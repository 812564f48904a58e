//! Combiner: additive merge of two ansatz expressions
//!
//! `A + B` becomes the sum of A's top-level terms followed by B's, with B's
//! parameters shifted past A's. Every term that does not already start with
//! a `paramK *` factor gets a fresh coefficient parameter, and the result is
//! renumbered by first appearance.

use ansatz_dsl::{BinaryOp, Expr};
use std::collections::HashMap;

/// Result of an additive merge
#[derive(Clone, Debug, PartialEq)]
pub struct Combined {
    pub expr: Expr,
    pub param_num: usize,
    /// Number of coefficient parameters inserted
    pub insertions: usize,
}

/// Sign a term carries in the top-level sum
#[derive(Clone, Copy, Debug, PartialEq, Eq)]
enum Sign {
    Plus,
    Minus,
}

impl Sign {
    fn op(self) -> BinaryOp {
        match self {
            Self::Plus => BinaryOp::Add,
            Self::Minus => BinaryOp::Sub,
        }
    }
}

/// Merge `left` (with `left_params` parameters) and `right`
pub fn combine(left: &Expr, left_params: usize, right: &Expr, right_params: usize) -> Combined {
    let mut shifted = right.clone();
    shifted.shift_parameters(left_params);

    let mut terms = Vec::new();
    split_terms(left.clone(), Sign::Plus, &mut terms);
    split_terms(shifted, Sign::Plus, &mut terms);

    let mut next_index = left_params + right_params;
    let mut insertions = 0;
    let terms: Vec<(Sign, Expr)> = terms
        .into_iter()
        .map(|(sign, term)| {
            if has_leading_coefficient(&term) {
                (sign, term)
            } else {
                next_index += 1;
                insertions += 1;
                (sign, insert_coefficient(term, next_index))
            }
        })
        .collect();

    let mut iter = terms.into_iter();
    let mut expr = match iter.next() {
        Some((_, first)) => first,
        None => unreachable!("an expression always has at least one term"),
    };
    for (sign, term) in iter {
        expr = Expr::binary(sign.op(), expr, term);
    }

    let param_num = renumber_by_first_appearance(&mut expr);
    Combined {
        expr,
        param_num,
        insertions,
    }
}

/// Flatten the left spine of `+`/`-` nodes into signed terms. Groups are
/// not entered, so `(a + b)` stays a single term.
fn split_terms(expr: Expr, sign: Sign, out: &mut Vec<(Sign, Expr)>) {
    match expr {
        Expr::Binary { op, left, right } if op.is_additive() => {
            split_terms(*left, sign, out);
            let right_sign = match op {
                BinaryOp::Sub => Sign::Minus,
                _ => Sign::Plus,
            };
            out.push((right_sign, *right));
        }
        other => out.push((sign, other)),
    }
}

/// Whether the innermost `*`/`/` node on the term's left spine is
/// `paramK * ...`
fn has_leading_coefficient(term: &Expr) -> bool {
    let mut node = term;
    let mut innermost = None;
    while let Expr::Binary { op, left, .. } = node {
        if !op.is_multiplicative() {
            break;
        }
        innermost = Some((*op, left.as_ref()));
        node = left.as_ref();
    }

    matches!(innermost, Some((BinaryOp::Mul, Expr::Parameter(_))))
}

/// Multiply the head factor of the term's multiplicative chain by
/// `param{index}`, so the coefficient prints first: `paramN * term`
fn insert_coefficient(term: Expr, index: usize) -> Expr {
    match term {
        Expr::Binary { op, left, right } if op.is_multiplicative() => Expr::Binary {
            op,
            left: Box::new(insert_coefficient(*left, index)),
            right,
        },
        head => Expr::binary(BinaryOp::Mul, Expr::Parameter(index), head),
    }
}

/// Renumber parameters 1, 2, ... in order of first appearance and return
/// the number of distinct parameters
pub(crate) fn renumber_by_first_appearance(expr: &mut Expr) -> usize {
    let mut mapping: HashMap<usize, usize> = HashMap::new();
    expr.visit_mut(&mut |node| {
        if let Expr::Parameter(index) = node {
            let next = mapping.len() + 1;
            *index = *mapping.entry(*index).or_insert(next);
        }
    });
    mapping.len()
}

***

Every line in the entries above that mentions the word "None" must be shown.

        None => unreachable!("an expression always has at least one term"),
    let mut innermost = None;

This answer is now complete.